- Task brief:
Stopping right after the line with "talk to DynamoDB", please reproduce the material below exactly from its first line.

- Provided records:
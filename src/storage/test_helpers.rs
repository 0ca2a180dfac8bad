//! Live-backend fixtures for driver tests.
//!
//! Postgres runs in a Testcontainers container, one per test. DynamoDB tests
//! talk to DynamoDB Local at `AWS_ENDPOINT_URL` (e.g. `http://localhost:8000`)
//! and get a throwaway table each. When neither Docker nor an endpoint is
//! available the fixture returns `None` and the test is skipped with a note
//! on stderr.

use std::sync::atomic::{AtomicU32, Ordering};

use aws_sdk_dynamodb::{
    config::{BehaviorVersion, Credentials, Region},
    Client,
};
use testcontainers::runners::AsyncRunner;
use testcontainers::ContainerAsync;
use testcontainers_modules::postgres::Postgres;
use time::macros::datetime;

use super::{dynamodb::TableBootstrap, postgres::PgUserStore, StoreError, UserStore};
use crate::config::PostgresConfig;
use crate::secrets::DbCredentials;
use crate::users::{
    keys::UserKey,
    repo_types::{NewUserRecord, UserChanges},
};

/// A migrated Postgres store backed by its own container. The container is
/// removed when this is dropped, so keep it alive for the whole test.
pub struct TestDatabase {
    pub store: PgUserStore,
    _container: ContainerAsync<Postgres>,
}

impl TestDatabase {
    pub async fn start(prefix: &str) -> Option<Self> {
        let container = match Postgres::default().start().await {
            Ok(c) => c,
            Err(e) => {
                eprintln!("[{prefix}] skipped, postgres container unavailable: {e}");
                return None;
            }
        };
        let host = container
            .get_host()
            .await
            .unwrap_or_else(|e| panic!("container host for {prefix}: {e}"));
        let port = container
            .get_host_port_ipv4(5432)
            .await
            .unwrap_or_else(|e| panic!("container port for {prefix}: {e}"));

        let config = PostgresConfig {
            host: host.to_string(),
            port,
            database: "postgres".into(),
            max_connections: 5,
        };
        let creds = DbCredentials {
            username: "postgres".into(),
            password: "postgres".into(),
        };
        let store = PgUserStore::connect(&config, &creds)
            .await
            .unwrap_or_else(|e| panic!("connect test pool for {prefix}: {e}"));
        store
            .migrate()
            .await
            .unwrap_or_else(|e| panic!("migrate {prefix}: {e}"));

        Some(Self {
            store,
            _container: container,
        })
    }
}

/// Client for DynamoDB Local plus a fresh table name, or `None` when
/// `AWS_ENDPOINT_URL` is unset.
pub async fn local_dynamo(prefix: &str) -> Option<(Client, String)> {
    static NEXT_TABLE: AtomicU32 = AtomicU32::new(0);

    let Some(endpoint) = std::env::var("AWS_ENDPOINT_URL").ok().filter(|v| !v.is_empty())
    else {
        eprintln!("[{prefix}] skipped, AWS_ENDPOINT_URL is not set");
        return None;
    };
    let config = aws_sdk_dynamodb::Config::builder()
        .behavior_version(BehaviorVersion::latest())
        .region(Region::new("us-east-1"))
        .endpoint_url(endpoint)
        .credentials_provider(Credentials::new("local", "local", None, None, "test"))
        .build();
    let client = Client::from_conf(config);

    let table = format!(
        "{prefix}_{}_{}",
        std::process::id(),
        NEXT_TABLE.fetch_add(1, Ordering::SeqCst)
    );
    TableBootstrap::new(&client, &table)
        .ensure(true)
        .await
        .unwrap_or_else(|e| panic!("create table {table}: {e}"));
    Some((client, table))
}

pub async fn drop_table(client: &Client, table: &str) {
    let _ = client.delete_table().table_name(table).send().await;
}

pub fn new_user(email: &str) -> NewUserRecord {
    NewUserRecord {
        name: Some("Ada".into()),
        email: email.into(),
        password_hash: "$argon2id$v=19$m=19456,t=2,p=1$c2FsdA$aGFzaA".into(),
        created_at: datetime!(2024-06-01 12:00 UTC),
    }
}

pub fn rename(name: &str) -> UserChanges {
    UserChanges {
        name: Some(name.into()),
        email: None,
        password_hash: None,
        updated_at: datetime!(2024-06-02 08:30 UTC),
    }
}

/// The part of the driver contract every email-keyed store must honour:
/// duplicate inserts conflict, missing users are `NotFound` for update and
/// delete, a second delete is `NotFound`, and list reflects deletions.
pub async fn check_email_keyed_contract(store: &dyn UserStore) {
    let ada = UserKey::Email("ada@x.io".into());
    let ghost = UserKey::Email("ghost@x.io".into());

    let created = store.insert(new_user("ada@x.io")).await.expect("insert");
    assert_eq!(created.email, "ada@x.io");
    assert_eq!(created.id, None);

    let err = store.insert(new_user("ada@x.io")).await.unwrap_err();
    assert!(matches!(err, StoreError::AlreadyExists(e) if e == "ada@x.io"));

    let fetched = store.fetch(&ada).await.expect("fetch").expect("stored");
    assert_eq!(fetched, created);
    assert!(store.fetch(&ghost).await.expect("fetch ghost").is_none());

    assert!(matches!(
        store.update(&ghost, rename("Nobody")).await,
        Err(StoreError::NotFound)
    ));
    // A failed update must not have created the item.
    assert!(store.fetch(&ghost).await.expect("fetch ghost").is_none());

    let updated = store.update(&ada, rename("Ada L.")).await.expect("update");
    assert_eq!(updated.name.as_deref(), Some("Ada L."));
    assert_eq!(updated.password_hash, created.password_hash);
    assert_eq!(updated.created_at, created.created_at);
    assert_eq!(updated.updated_at, datetime!(2024-06-02 08:30 UTC));

    store.insert(new_user("grace@x.io")).await.expect("second insert");
    let mut emails: Vec<_> = store
        .fetch_all()
        .await
        .expect("list")
        .into_iter()
        .map(|r| r.email)
        .collect();
    emails.sort();
    assert_eq!(emails, ["ada@x.io", "grace@x.io"]);

    store.remove(&ada).await.expect("first delete");
    assert!(matches!(store.remove(&ada).await, Err(StoreError::NotFound)));
    assert!(matches!(store.remove(&ghost).await, Err(StoreError::NotFound)));
    assert!(store.fetch(&ada).await.expect("fetch deleted").is_none());
    assert_eq!(store.fetch_all().await.expect("list").len(), 1);

    // The key is free again once deleted.
    store.insert(new_user("ada@x.io")).await.expect("re-insert");
}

- Written solution:
filename src/storage/test_helpers.rs
repository 0ca2a180dfac8bad
//! Live-backend fixtures for driver tests.
//!
//! Postgres runs in a Testcontainers container, one per test. DynamoDB tests
//! talk to DynamoDB Local at `AWS_ENDPOINT_URL` (e.g. `http://localhost:8000`)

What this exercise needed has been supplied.